**Goal of the exercise:** Only an exact repetition of every entry counts as the answer.

**Records shown:**
________

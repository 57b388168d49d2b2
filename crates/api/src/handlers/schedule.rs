//! Timetable export as an iCalendar document.

use std::collections::BTreeMap;

use axum::extract::{Query, State};
use axum::http::header::{CONTENT_DISPOSITION, CONTENT_TYPE};
use axum::response::IntoResponse;
use chrono::Utc;
use educ_core::calendar::{build_calendar, ScheduleSlot};
use educ_core::roles::Role;
use educ_core::types::DbId;
use educ_db::models::schedule::ScheduleEntry;
use educ_db::repositories::{ScheduleRepo, StudentRepo};
use educ_events::bus::SCHEDULE_EXPORTED;
use educ_events::UsageEvent;
use serde::Deserialize;
use serde_json::json;

use crate::access::{ensure_class_access, require_class};
use crate::dashboard;
use crate::error::AppResult;
use crate::middleware::auth::AuthUser;
use crate::state::AppState;

pub const ICS_CONTENT_TYPE: &str = "text/calendar; charset=utf-8";
pub const ICS_FILENAME: &str = "emploi-du-temps.ics";

#[derive(Debug, Default, Deserialize)]
pub struct ExportParams {
    /// Export one class instead of the caller's own timetable.
    pub classe_id: Option<DbId>,
}

/// GET /api/v1/export-schedule-ics?classe_id=
///
/// Without `classe_id`, exports the union of the caller's timetables: the
/// slots they teach, their own class as a student and their children's
/// classes as a parent. With `classe_id`, exports that class if the caller
/// teaches it or administers its establishment.
pub async fn export_ics(
    State(state): State<AppState>,
    user: AuthUser,
    Query(params): Query<ExportParams>,
) -> AppResult<impl IntoResponse> {
    let pool = &state.pool;

    let entries = match params.classe_id {
        Some(classe_id) => {
            let class = require_class(pool, classe_id).await?;
            ensure_class_access(pool, &user.principal, &class, None).await?;
            ScheduleRepo::list_for_class(pool, class.id, None).await?
        }
        None => own_schedule(&state, &user).await?,
    };

    let slots: Vec<ScheduleSlot> = entries.into_iter().map(ScheduleSlot::from).collect();
    let body = build_calendar(&slots, dashboard::today(), Utc::now());

    tracing::debug!(user_id = user.user_id, events = slots.len(), "Schedule exported");

    state.event_bus.publish(
        UsageEvent::new(SCHEDULE_EXPORTED)
            .with_actor(user.user_id)
            .with_payload(json!({
                "classe_id": params.classe_id,
                "events": slots.len(),
            })),
    );

    Ok((
        [
            (CONTENT_TYPE, ICS_CONTENT_TYPE.to_string()),
            (
                CONTENT_DISPOSITION,
                format!("attachment; filename=\"{ICS_FILENAME}\""),
            ),
        ],
        body,
    ))
}

/// Every slot relevant to the caller, deduplicated and ordered by id.
async fn own_schedule(state: &AppState, user: &AuthUser) -> AppResult<Vec<ScheduleEntry>> {
    let pool = &state.pool;
    let mut by_id: BTreeMap<DbId, ScheduleEntry> = BTreeMap::new();

    if user.principal.has_role(Role::Teacher) {
        for entry in ScheduleRepo::list_for_teacher(pool, user.user_id, None).await? {
            by_id.insert(entry.id, entry);
        }
    }

    let mut classe_ids: Vec<DbId> = Vec::new();
    if user.principal.has_role(Role::Student) {
        if let Some(student) = StudentRepo::find_by_profile(pool, user.user_id).await? {
            classe_ids.extend(student.classe_id);
        }
    }
    if user.principal.has_role(Role::Parent) {
        let children = StudentRepo::list_children(pool, user.user_id).await?;
        classe_ids.extend(children.into_iter().filter_map(|c| c.classe_id));
    }
    classe_ids.sort_unstable();
    classe_ids.dedup();

    if !classe_ids.is_empty() {
        for entry in ScheduleRepo::list_for_classes(pool, &classe_ids).await? {
            by_id.insert(entry.id, entry);
        }
    }

    Ok(by_id.into_values().collect())
}
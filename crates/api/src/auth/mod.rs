//! Authentication primitives.
//!
//! - [`password`] -- Argon2id password hashing and verification.
//! - [`jwt`] -- HS256 access-token generation and validation.

pub mod jwt;
pub mod password;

________

**Answer:**
repository 57b388168d49d2b2
filename crates/api/src/handlers/schedule.rs
//! Timetable export as an iCalendar document.

use std::collections::BTreeMap;

use axum::extract::{Query, State};
use axum::http::header::{CONTENT_DISPOSITION, CONTENT_TYPE};
use axum::response::IntoResponse;
use chrono::Utc;
use educ_core::calendar::{build_calendar, ScheduleSlot};
use educ_core::roles::Role;
use educ_core::types::DbId;
use educ_db::models::schedule::ScheduleEntry;
use educ_db::repositories::{ScheduleRepo, StudentRepo};
use educ_events::bus::SCHEDULE_EXPORTED;
use educ_events::UsageEvent;
use serde::Deserialize;
use serde_json::json;

use crate::access::{ensure_class_access, require_class};
use crate::dashboard;
use crate::error::AppResult;
use crate::middleware::auth::AuthUser;
use crate::state::AppState;

pub const ICS_CONTENT_TYPE: &str = "text/calendar; charset=utf-8";
pub const ICS_FILENAME: &str = "emploi-du-temps.ics";

#[derive(Debug, Default, Deserialize)]
pub struct ExportParams {
    /// Export one class instead of the caller's own timetable.
    pub classe_id: Option<DbId>,
}

/// GET /api/v1/export-schedule-ics?classe_id=
///
/// Without `classe_id`, exports the union of the caller's timetables: the
/// slots they teach, their own class as a student and their children's
/// classes as a parent. With `classe_id`, exports that class if the caller
/// teaches it or administers its establishment.
pub async fn export_ics(
    State(state): State<AppState>,
    user: AuthUser,
    Query(params): Query<ExportParams>,
) -> AppResult<impl IntoResponse> {
    let pool = &state.pool;

    let entries = match params.classe_id {
        Some(classe_id) => {
            let class = require_class(pool, classe_id).await?;
            ensure_class_access(pool, &user.principal, &class, None).await?;
            ScheduleRepo::list_for_class(pool, class.id, None).await?
        }
        None => own_schedule(&state, &user).await?,
    };

    let slots: Vec<ScheduleSlot> = entries.into_iter().map(ScheduleSlot::from).collect();
    let body = build_calendar(&slots, dashboard::today(), Utc::now());

    tracing::debug!(user_id = user.user_id, events = slots.len(), "Schedule exported");

    state.event_bus.publish(
        UsageEvent::new(SCHEDULE_EXPORTED)
            .with_actor(user.user_id)
            .with_payload(json!({
                "classe_id": params.classe_id,
                "events": slots.len(),
            })),
    );

    Ok((
        [
            (CONTENT_TYPE, ICS_CONTENT_TYPE.to_string()),
            (
                CONTENT_DISPOSITION,
                format!("attachment; filename=\"{ICS_FILENAME}\""),
            ),
        ],
        body,
    ))
}

/// Every slot relevant to the caller, deduplicated and ordered by id.
async fn own_schedule(state: &AppState, user: &AuthUser) -> AppResult<Vec<ScheduleEntry>> {
    let pool = &state.pool;
    let mut by_id: BTreeMap<DbId, ScheduleEntry> = BTreeMap::new();

    if user.principal.has_role(Role::Teacher) {
        for entry in ScheduleRepo::list_for_teacher(pool, user.user_id, None).await? {
            by_id.insert(entry.id, entry);
        }
    }

    let mut classe_ids: Vec<DbId> = Vec::new();
    if user.principal.has_role(Role::Student) {
        if let Some(student) = StudentRepo::find_by_profile(pool, user.user_id).await? {
            classe_ids.extend(student.classe_id);
        }
    }
    if user.principal.has_role(Role::Parent) {
        let children = StudentRepo::list_children(pool, user.user_id).await?;
        classe_ids.extend(children.into_iter().filter_map(|c| c.classe_id));
    }
    classe_ids.sort_unstable();
    classe_ids.dedup();

    if !classe_ids.is_empty() {
        for entry in ScheduleRepo::list_for_classes(pool, &classe_ids).await? {
            by_id.insert(entry.id, entry);
        }
    }

    Ok(by_id.into_values().collect())
}
filename crates/api/src/auth/mod.rs
//! Authentication primitives.
//!
//! - [`password`] -- Argon2id password hashing and verification.
//! - [`jwt`] -- HS256 access-token generation and validation.

pub mod jwt;
pub mod password;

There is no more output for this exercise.